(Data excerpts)
..........
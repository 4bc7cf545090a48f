#![deny(clippy::pedantic, unsafe_code)]
#![allow(clippy::module_name_repetitions)]

//! High-level operations for pkgverify
//!
//! This crate sits between the CLI and the lower-level crates. The CLI builds
//! an [`OpsCtx`], calls one operation, and renders the [`OperationResult`].

mod context;
pub mod verify;

pub use context::{OpsContextBuilder, OpsCtx};
pub use verify::{verify, TestOutput};

pub use pkgverify_types::{FileCheck, ManifestSummary, VerificationReport};

use pkgverify_errors::{Error, OpsError};

/// Operation result that can be serialized for CLI output
#[derive(Clone, Debug, serde::Serialize)]
#[serde(tag = "type", content = "data")]
pub enum OperationResult {
    /// Package verified end to end
    Verification(VerificationReport),
    /// Effective configuration, rendered as TOML
    Config(String),
}

impl OperationResult {
    /// Convert to JSON string
    ///
    /// # Errors
    ///
    /// Returns an error if the result cannot be serialized.
    pub fn to_json(&self) -> Result<String, Error> {
        serde_json::to_string_pretty(self).map_err(|e| {
            OpsError::SerializationError {
                message: e.to_string(),
            }
            .into()
        })
    }
}

/// Render the effective configuration
///
/// # Errors
///
/// Returns an error if the configuration cannot be serialized.
pub fn show_config(ctx: &OpsCtx) -> Result<String, Error> {
    ctx.config.to_toml()
}
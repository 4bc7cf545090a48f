//! Report type definitions for verification runs

use std::path::PathBuf;

use serde::{Deserialize, Serialize};

use crate::PackageManifest;

/// Outcome of a successful verification run
#[derive(Clone, Debug, Serialize, Deserialize)]
pub struct VerificationReport {
    /// Archive that was verified
    pub archive: PathBuf,
    /// Archive size in bytes
    pub size_bytes: u64,
    /// Required files, in the order they were checked
    pub files: Vec<FileCheck>,
    /// Manifest fields reported to the user
    pub manifest: ManifestSummary,
    /// Embedded test command that passed
    pub test_command: String,
    /// Total execution time
    pub duration_ms: u64,
}

impl VerificationReport {
    /// Archive size in kilobytes, two decimals
    #[must_use]
    pub fn size_kb(&self) -> String {
        format_kb(self.size_bytes)
    }
}

/// Presence check for one required file
#[derive(Clone, Debug, PartialEq, Eq, Serialize, Deserialize)]
pub struct FileCheck {
    /// Path relative to the unpacked package directory
    pub path: String,
    pub found: bool,
}

/// The three manifest fields surfaced in reports
#[derive(Clone, Debug, Default, PartialEq, Eq, Serialize, Deserialize)]
pub struct ManifestSummary {
    pub name: Option<String>,
    pub version: Option<String>,
    pub main: Option<String>,
}

impl From<&PackageManifest> for ManifestSummary {
    fn from(manifest: &PackageManifest) -> Self {
        Self {
            name: manifest.name.clone(),
            version: manifest.version.clone(),
            main: manifest.main.clone(),
        }
    }
}

/// Format a byte count as kilobytes with two decimals (`1536` -> `"1.50"`)
#[must_use]
#[allow(clippy::cast_precision_loss)]
pub fn format_kb(bytes: u64) -> String {
    format!("{:.2}", bytes as f64 / 1024.0)
}
#![deny(clippy::pedantic, unsafe_code)]
#![allow(clippy::module_name_repetitions)]

//! Core type definitions for pkgverify
//!
//! This crate provides the data shared between the verifier and the CLI:
//! the package manifest model, verification reports, and output settings.

pub mod manifest;
pub mod reports;

// Re-export commonly used types
pub use manifest::PackageManifest;
pub use reports::{format_kb, FileCheck, ManifestSummary, VerificationReport};

use serde::{Deserialize, Serialize};

/// Output format for CLI commands
#[derive(Debug, Clone, Copy, PartialEq, Eq, Default, Serialize, Deserialize)]
#[serde(rename_all = "lowercase")]
pub enum OutputFormat {
    Plain,
    #[default]
    Tty,
    Json,
}

/// Color output choice
#[derive(Debug, Clone, Copy, PartialEq, Eq, Default, Serialize, Deserialize)]
#[serde(rename_all = "lowercase")]
pub enum ColorChoice {
    Always,
    #[default]
    Auto,
    Never,
}

// Implement clap::ValueEnum for ColorChoice
impl clap::ValueEnum for ColorChoice {
    fn value_variants<'a>() -> &'a [Self] {
        &[Self::Always, Self::Auto, Self::Never]
    }

    fn to_possible_value(&self) -> Option<clap::builder::PossibleValue> {
        Some(match self {
            Self::Always => clap::builder::PossibleValue::new("always"),
            Self::Auto => clap::builder::PossibleValue::new("auto"),
            Self::Never => clap::builder::PossibleValue::new("never"),
        })
    }
}
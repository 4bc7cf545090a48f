//! Integration tests for the arithmetic operations

#[cfg(test)]
mod tests {
    use pkgverify_arith::*;
    use proptest::prelude::*;

    fn approx_eq(a: f64, b: f64) -> bool {
        let scale = a.abs().max(b.abs()).max(1.0);
        (a - b).abs() <= scale * 1e-9
    }

    #[test]
    fn test_add() {
        assert_eq!(add(2.0, 3.0), 5.0);
        assert_eq!(add(-1.0, 1.0), 0.0);
    }

    #[test]
    fn test_subtract() {
        assert_eq!(subtract(5.0, 3.0), 2.0);
        assert_eq!(subtract(10.0, 15.0), -5.0);
    }

    #[test]
    fn test_multiply() {
        assert_eq!(multiply(4.0, 3.0), 12.0);
        assert_eq!(multiply(7.0, 0.0), 0.0);
    }

    #[test]
    fn test_divide() {
        assert_eq!(divide(10.0, 2.0), Ok(5.0));
        assert_eq!(divide(9.0, 3.0), Ok(3.0));
    }

    #[test]
    fn test_divide_by_zero() {
        let err = divide(5.0, 0.0).unwrap_err();
        assert_eq!(err, ArithmeticError::DivisionByZero);
        assert_eq!(err.to_string(), "division by zero is not allowed");
    }

    proptest! {
        #[test]
        fn subtract_undoes_add(a in -1e9f64..1e9, b in -1e9f64..1e9) {
            prop_assert!(approx_eq(subtract(add(a, b), b), a));
        }

        #[test]
        fn multiply_by_zero_is_zero(x in -1e12f64..1e12) {
            prop_assert_eq!(multiply(x, 0.0), 0.0);
        }

        #[test]
        fn divide_undoes_multiply(a in -1e6f64..1e6, b in prop_oneof![-1e6f64..-1e-3, 1e-3f64..1e6]) {
            let product = multiply(a, b);
            let quotient = divide(product, b).unwrap();
            prop_assert!(approx_eq(quotient, a));
        }

        #[test]
        fn divide_by_zero_always_errors(x in proptest::num::f64::ANY) {
            prop_assert_eq!(divide(x, 0.0), Err(ArithmeticError::DivisionByZero));
        }
    }
}
use bson::Bson;

/// Mean Earth radius in miles, used to turn a search distance into radians.
pub const EARTH_RADIUS_MILES: f64 = 3963.0;

/// A longitude/latitude pair in degrees (GeoJSON order).
#[derive(Debug, Clone, Copy, PartialEq)]
pub struct GeoPoint {
    pub lng: f64,
    pub lat: f64,
}

impl GeoPoint {
    #[must_use]
    pub const fn new(lng: f64, lat: f64) -> Self {
        Self { lng, lat }
    }
}

#[must_use]
pub fn miles_to_radians(miles: f64) -> f64 {
    miles / EARTH_RADIUS_MILES
}

/// Great-circle angle between two points, in radians (haversine).
#[must_use]
pub fn central_angle(a: GeoPoint, b: GeoPoint) -> f64 {
    let (lat1, lat2) = (a.lat.to_radians(), b.lat.to_radians());
    let dlat = lat2 - lat1;
    let dlng = (b.lng - a.lng).to_radians();
    let h = (dlat / 2.0).sin().powi(2) + lat1.cos() * lat2.cos() * (dlng / 2.0).sin().powi(2);
    2.0 * h.sqrt().min(1.0).asin()
}

fn as_f64(v: &Bson) -> Option<f64> {
    match v {
        Bson::Double(f) => Some(*f),
        Bson::Int32(i) => Some(f64::from(*i)),
        #[allow(clippy::cast_precision_loss)]
        Bson::Int64(i) => Some(*i as f64),
        _ => None,
    }
}

/// Accepts a GeoJSON point document or a bare `[lng, lat]` array.
#[must_use]
pub fn point_from_bson(v: &Bson) -> Option<GeoPoint> {
    let coords = match v {
        Bson::Document(d) => d.get_array("coordinates").ok()?,
        Bson::Array(a) => a,
        _ => return None,
    };
    match coords.as_slice() {
        [lng, lat, ..] => Some(GeoPoint::new(as_f64(lng)?, as_f64(lat)?)),
        _ => None,
    }
}
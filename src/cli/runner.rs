use crate::errors::DbError;
use crate::jobs::{JobService, NewJob};
use crate::query::RawQuery;
use serde::Serialize;
use serde_json::Value;

use super::command::Command;

#[derive(Copy, Clone, Debug, Eq, PartialEq)]
pub enum OutputMode {
    Human,
    Plain,
    Json,
}

/// The `{success, message, data}` envelope every command answers with.
#[derive(Debug, Clone, PartialEq, Serialize)]
pub struct Response {
    pub success: bool,
    pub message: String,
    #[serde(skip_serializing_if = "Option::is_none")]
    pub data: Option<Value>,
}

impl Response {
    fn ok(message: impl Into<String>, data: Option<Value>) -> Self {
        Self { success: true, message: message.into(), data }
    }

    /// Envelope for a failed command. Missing postings read as "Job not found".
    #[must_use]
    pub fn failure(err: &DbError) -> Self {
        let message = match err {
            DbError::NoSuchDocument(_) | DbError::InvalidDocumentId(_) => "Job not found".to_string(),
            other => other.to_string(),
        };
        Self { success: false, message, data: None }
    }
}

fn to_data<T: Serialize>(v: &T) -> Result<Option<Value>, DbError> {
    Ok(Some(serde_json::to_value(v)?))
}

/// Runs one command against the service and builds its envelope.
///
/// # Errors
/// Whatever the service or file reading reports; the caller renders it with [`Response::failure`].
pub fn execute(service: &JobService, cmd: Command) -> Result<Response, DbError> {
    match cmd {
        Command::ListJobs { query } => {
            let raw = RawQuery::parse(query.as_deref().unwrap_or_default());
            let jobs = service.list_jobs(&raw)?;
            Ok(Response::ok("Job List", to_data(&jobs)?))
        }
        Command::JobsInRadius { zipcode, distance } => {
            let jobs = service.search_in_radius(&zipcode, distance)?;
            Ok(Response::ok("Filtered Job list", to_data(&jobs)?))
        }
        Command::JobStats { topic } => {
            let stats = service.job_stats(&topic)?;
            if stats.is_empty() {
                return Ok(Response { success: false, message: format!("No stats found for - {topic}"), data: None });
            }
            Ok(Response::ok("Job stats", to_data(&stats)?))
        }
        Command::GetJob { id, slug } => {
            let job = service.get_job(&id, &slug)?;
            Ok(Response::ok("Job found!", to_data(&job)?))
        }
        Command::NewJob { file } => {
            let draft: NewJob = serde_json::from_str(&std::fs::read_to_string(&file)?)?;
            let job = service.create_job(draft)?;
            Ok(Response::ok("Job created", to_data(&job)?))
        }
        Command::UpdateJob { id, file } => {
            let patch: Value = serde_json::from_str(&std::fs::read_to_string(&file)?)?;
            let job = service.update_job(&id, &patch)?;
            Ok(Response::ok("Job Updated", to_data(&job)?))
        }
        Command::DeleteJob { id } => {
            service.delete_job(&id)?;
            Ok(Response::ok("Job is Deleted!", None))
        }
    }
}

/// Text for stdout: the whole envelope as JSON, one compact record per line, or
/// the message followed by pretty-printed data.
#[must_use]
pub fn render(resp: &Response, mode: OutputMode) -> String {
    match mode {
        OutputMode::Json => serde_json::to_string(resp).unwrap_or_else(|_| "{}".into()),
        OutputMode::Plain => match &resp.data {
            Some(Value::Array(items)) => items.iter().map(Value::to_string).collect::<Vec<_>>().join("\n"),
            Some(other) => other.to_string(),
            None => resp.message.clone(),
        },
        OutputMode::Human => match &resp.data {
            Some(data) => {
                let body = serde_json::to_string_pretty(data).unwrap_or_else(|_| "null".into());
                format!("{}\n{body}", resp.message)
            }
            None => resp.message.clone(),
        },
    }
}

/// # Errors
/// See [`execute`].
pub fn run_with_format(service: &JobService, cmd: Command, mode: OutputMode) -> Result<Response, DbError> {
    let resp = execute(service, cmd)?;
    println!("{}", render(&resp, mode));
    Ok(resp)
}

/// # Errors
/// See [`execute`].
pub fn run(service: &JobService, cmd: Command) -> Result<Response, DbError> {
    run_with_format(service, cmd, OutputMode::Human)
}
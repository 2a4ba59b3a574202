use crate::collection::Collection;
use crate::document::Document;
use crate::errors::DbError;
use std::sync::Arc;

use super::exec::find_docs;
use super::types::{Filter, FindOptions, Projection, SortSpec};

/// An unexecuted find over one collection, narrowed step by step.
///
/// `execute` takes `self`, so a descriptor runs at most once.
#[derive(Debug, Clone)]
pub struct QueryDescriptor {
    collection: Arc<Collection>,
    filter: Filter,
    options: FindOptions,
}

impl QueryDescriptor {
    /// Matches every record of `collection`, unordered and unpaged.
    #[must_use]
    pub fn find(collection: Arc<Collection>) -> Self {
        Self { collection, filter: Filter::True, options: FindOptions::default() }
    }

    /// ANDs `criteria` with whatever was narrowed before.
    pub fn narrow(&mut self, criteria: Filter) -> &mut Self {
        self.filter = std::mem::replace(&mut self.filter, Filter::True).and(criteria);
        self
    }

    pub fn order_by(&mut self, sort: Vec<SortSpec>) -> &mut Self {
        self.options.sort = Some(sort);
        self
    }

    pub fn project(&mut self, projection: Projection) -> &mut Self {
        self.options.projection = Some(projection);
        self
    }

    pub fn skip(&mut self, n: usize) -> &mut Self {
        self.options.skip = Some(n);
        self
    }

    pub fn take(&mut self, n: usize) -> &mut Self {
        self.options.limit = Some(n);
        self
    }

    #[must_use]
    pub fn collection(&self) -> &Arc<Collection> {
        &self.collection
    }

    #[must_use]
    pub const fn filter(&self) -> &Filter {
        &self.filter
    }

    #[must_use]
    pub const fn options(&self) -> &FindOptions {
        &self.options
    }

    /// Runs the query and returns the matching records in order.
    ///
    /// # Errors
    /// Propagates storage errors unchanged.
    pub fn execute(self) -> Result<Vec<Document>, DbError> {
        Ok(find_docs(&self.collection, &self.filter, &self.options)?.to_vec())
    }
}
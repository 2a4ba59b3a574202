use crate::collection::Collection;
use crate::document::Document;
use crate::errors::DbError;
use crate::types::CollectionName;
use crate::utils::json::{document_to_ext_json, ext_json_to_document};
use crate::wal::{OpKind, Wal, WalRecord};
use parking_lot::RwLock;
use std::collections::HashMap;
use std::path::Path;
use std::sync::Arc;

/// The embedded document store: named collections, optionally backed by a WAL.
#[derive(Debug, Default)]
pub struct Engine {
    collections: RwLock<HashMap<CollectionName, Arc<Collection>>>,
    wal: Option<Arc<Wal>>,
}

impl Engine {
    /// A store that lives only as long as the process.
    #[must_use]
    pub fn in_memory() -> Self {
        Self::default()
    }

    /// Opens the WAL at `path`, replaying whatever it already holds.
    ///
    /// A damaged tail left by a crash is cut off before new records are appended.
    /// When the log holds superseded records it is compacted to one record per live item.
    ///
    /// # Errors
    /// Returns an error if the log cannot be read, repaired or opened for appending.
    pub fn open(path: &Path) -> Result<Self, DbError> {
        if let Some(parent) = path.parent()
            && !parent.as_os_str().is_empty()
        {
            std::fs::create_dir_all(parent)?;
        }
        let replay = Wal::replay(path)?;
        let n = replay.records.len();
        let scratch = Self::in_memory();
        for rec in replay.records {
            scratch.apply_replayed(rec);
        }
        let snapshot = scratch.snapshot_records()?;
        if snapshot.len() < n {
            Wal::rewrite(path, &snapshot)?;
            log::info!("wal compacted: {n} records -> {}", snapshot.len());
        } else if replay.torn {
            Wal::truncate(path, replay.valid_len)?;
        }
        let wal = Arc::new(Wal::open(path)?);
        let engine = Self { collections: RwLock::new(HashMap::new()), wal: Some(wal) };
        for rec in snapshot {
            engine.apply_replayed(rec);
        }
        log::info!("engine opened at {} ({n} wal records replayed)", path.display());
        Ok(engine)
    }

    /// The records that rebuild the current state: each collection, its text index, then its
    /// documents in insertion order.
    fn snapshot_records(&self) -> Result<Vec<WalRecord>, DbError> {
        let mut out = Vec::new();
        for name in self.list_collection_names() {
            let Some(col) = self.get_collection(&name) else { continue };
            out.push(WalRecord::new(OpKind::CreateCollection, &name));
            let fields = col.text_index_fields();
            if !fields.is_empty() {
                out.push(WalRecord::new(OpKind::CreateTextIndex, &name).with_fields(fields));
            }
            for doc in col.get_all_documents() {
                out.push(
                    WalRecord::new(OpKind::Upsert, &name)
                        .with_id(doc.id)
                        .with_value(document_to_ext_json(&doc.data)?),
                );
            }
        }
        Ok(out)
    }

    fn apply_replayed(&self, rec: WalRecord) {
        match rec.op {
            OpKind::CreateCollection => {
                self.attach(&rec.collection);
            }
            OpKind::DropCollection => {
                self.collections.write().remove(&rec.collection);
            }
            OpKind::CreateTextIndex => self.attach(&rec.collection).apply_text_index(rec.fields),
            OpKind::Upsert => {
                let (Some(id), Some(bytes)) = (rec.id, rec.value_json) else {
                    log::warn!("wal upsert for '{}' without id or value; skipped", rec.collection);
                    return;
                };
                match ext_json_to_document(&bytes) {
                    Ok(data) => self.attach(&rec.collection).apply_upsert(Document::with_id(id, data)),
                    Err(e) => log::warn!("wal upsert for '{}' undecodable: {e}", rec.collection),
                }
            }
            OpKind::Delete => {
                if let Some(id) = rec.id {
                    self.attach(&rec.collection).apply_delete(&id);
                }
            }
        }
    }

    fn attach(&self, name: &str) -> Arc<Collection> {
        self.collections
            .write()
            .entry(name.to_string())
            .or_insert_with(|| Arc::new(Collection::new(name.to_string(), self.wal.clone())))
            .clone()
    }

    /// Returns the named collection, creating it if needed.
    ///
    /// # Errors
    /// Returns an error if recording a new collection in the WAL fails.
    pub fn create_collection(&self, name: &str) -> Result<Arc<Collection>, DbError> {
        if let Some(existing) = self.get_collection(name) {
            return Ok(existing);
        }
        if let Some(w) = &self.wal {
            w.append(&WalRecord::new(OpKind::CreateCollection, name))?;
        }
        Ok(self.attach(name))
    }

    #[must_use]
    pub fn get_collection(&self, name: &str) -> Option<Arc<Collection>> {
        self.collections.read().get(name).cloned()
    }

    /// # Errors
    /// Returns an error if recording the drop in the WAL fails.
    pub fn delete_collection(&self, name: &str) -> Result<bool, DbError> {
        if self.get_collection(name).is_none() {
            return Ok(false);
        }
        if let Some(w) = &self.wal {
            w.append(&WalRecord::new(OpKind::DropCollection, name))?;
        }
        Ok(self.collections.write().remove(name).is_some())
    }

    #[must_use]
    pub fn list_collection_names(&self) -> Vec<String> {
        let mut names: Vec<String> = self.collections.read().keys().cloned().collect();
        names.sort();
        names
    }
}
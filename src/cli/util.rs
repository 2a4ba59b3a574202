use crate::errors::DbError;

use super::runner::OutputMode;

pub fn parse_output_mode(s: Option<&str>) -> OutputMode {
    match s.map(str::to_lowercase).as_deref() {
        Some("json") => OutputMode::Json,
        Some("plain" | "text") => OutputMode::Plain,
        _ => OutputMode::Human,
    }
}

/// Process exit status for a failed command: 2 for bad input, 3 for not found, 1 otherwise.
#[must_use]
pub const fn exit_code(err: &DbError) -> i32 {
    if err.is_client_error() {
        2
    } else if err.is_not_found() {
        3
    } else {
        1
    }
}
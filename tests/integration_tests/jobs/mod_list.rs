use crate::integration_tests::support::{seeded, titles};
use jobboard::errors::DbError;
use jobboard::query::RawQuery;

fn list(qs: &str, page_size: usize) -> Result<Vec<String>, DbError> {
    let (s, _) = seeded(page_size);
    s.list_jobs(&RawQuery::parse(qs)).map(|r| titles(&r))
}

#[test]
fn empty_query_is_newest_first_without_version() {
    let (s, _) = seeded(10);
    let jobs = s.list_jobs(&RawQuery::new()).unwrap();
    assert_eq!(titles(&jobs), vec!["Data Analyst", "Rust Intern", "Bank Teller", "Node Developer", "Rust Backend Engineer"]);
    assert!(jobs.iter().all(|j| !j.data.contains_key("__v")));
}

#[test]
fn range_filter_on_salary() {
    assert_eq!(list("salary[gte]=75000", 10).unwrap(), vec!["Data Analyst", "Node Developer", "Rust Backend Engineer"]);
    assert_eq!(list("salary[gt]=30000&salary[lt]=90000", 10).unwrap(), vec!["Data Analyst", "Bank Teller"]);
}

#[test]
fn worked_example_pages_through_matches() {
    assert_eq!(list("?experience=5+Years%2B&salary[gte]=80000&sort=-postingDate&page=1", 10).unwrap(), vec![
        "Rust Backend Engineer"
    ]);
    assert!(list("?experience=5+Years%2B&salary[gte]=80000&sort=-postingDate&page=2", 10).unwrap().is_empty());
}

#[test]
fn pages_are_disjoint_and_ordered() {
    assert_eq!(list("jobType=Permanent&page=1", 2).unwrap(), vec!["Data Analyst", "Node Developer"]);
    assert_eq!(list("jobType=Permanent&page=2", 2).unwrap(), vec!["Rust Backend Engineer"]);
    assert_eq!(list("jobType=Permanent&page=bogus", 2).unwrap(), vec!["Data Analyst", "Node Developer"]);
}

#[test]
fn limit_parameter_does_not_change_page_size() {
    assert_eq!(list("limit=1", 10).unwrap().len(), 5);
}

#[test]
fn set_membership_matches_array_fields() {
    assert_eq!(list("industry[in]=Banking,Business", 10).unwrap(), vec!["Data Analyst", "Bank Teller"]);
    assert_eq!(list("jobType=Internship&jobType=Temporary", 10).unwrap(), vec!["Rust Intern", "Bank Teller"]);
    assert_eq!(list("industry=Information Technology", 10).unwrap().len(), 3);
}

#[test]
fn sort_by_several_keys() {
    assert_eq!(list("sort=salary", 10).unwrap(), vec![
        "Rust Intern",
        "Bank Teller",
        "Data Analyst",
        "Node Developer",
        "Rust Backend Engineer"
    ]);
    assert_eq!(list("sort=experience,-salary", 10).unwrap(), vec![
        "Data Analyst",
        "Node Developer",
        "Rust Backend Engineer",
        "Bank Teller",
        "Rust Intern"
    ]);
}

#[test]
fn fields_projection_limits_output() {
    let (s, _) = seeded(10);
    let jobs = s.list_jobs(&RawQuery::parse("fields=title,salary")).unwrap();
    for j in &jobs {
        assert_eq!(j.data.keys().map(String::as_str).collect::<Vec<_>>(), vec!["title", "salary"]);
        let json = j.to_json();
        assert!(json.get("_id").is_some());
        assert!(json.get("description").is_none());
    }
    let hidden = s.list_jobs(&RawQuery::parse("fields=-description,-location")).unwrap();
    assert!(hidden.iter().all(|j| !j.data.contains_key("description") && !j.data.contains_key("location")));
    assert!(hidden.iter().all(|j| j.data.contains_key("title")));
    let with_version = s.list_jobs(&RawQuery::parse("fields=title,__v")).unwrap();
    assert!(with_version.iter().all(|j| j.data.get_i64("__v").ok() == Some(0)));
}

#[test]
fn keyword_searches_title_and_description() {
    assert_eq!(list("keyword=rust", 10).unwrap(), vec!["Rust Intern", "Rust Backend Engineer"]);
    assert_eq!(list("keyword=rust+-intern", 10).unwrap(), vec!["Rust Backend Engineer"]);
    assert_eq!(list("keyword=sql+react", 10).unwrap(), vec!["Data Analyst", "Node Developer"]);
    assert!(list("keyword=cobol", 10).unwrap().is_empty());
}

#[test]
fn nested_and_date_fields_are_typed() {
    assert_eq!(list("location.city=Cambridge", 10).unwrap(), vec!["Rust Intern", "Node Developer"]);
    assert_eq!(list("location.zipcode=02108", 10).unwrap(), vec!["Rust Backend Engineer"]);
    assert_eq!(list("postingDate[gte]=2024-03-04", 10).unwrap(), vec!["Data Analyst", "Rust Intern"]);
    assert_eq!(list("positions[gte]=2", 10).unwrap(), vec!["Bank Teller", "Rust Backend Engineer"]);
}

#[test]
fn malformed_parameters_are_rejected() {
    for qs in ["salary[foo]=1", "salary[gte]=lots", "postingDate[lt]=soon", "salary[gte=1"] {
        assert!(matches!(list(qs, 10), Err(DbError::MalformedQuery(_))), "{qs}");
    }
}

#[test]
fn unknown_fields_simply_match_nothing() {
    assert!(list("color=blue", 10).unwrap().is_empty());
}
..........
_TASK DIRECTIONS_. Pull out the lines above in which the word "configuration" appears.

_TASK SOLUTION_.
    /// Effective configuration, rendered as TOML
/// Render the effective configuration
/// Returns an error if the configuration cannot be serialized.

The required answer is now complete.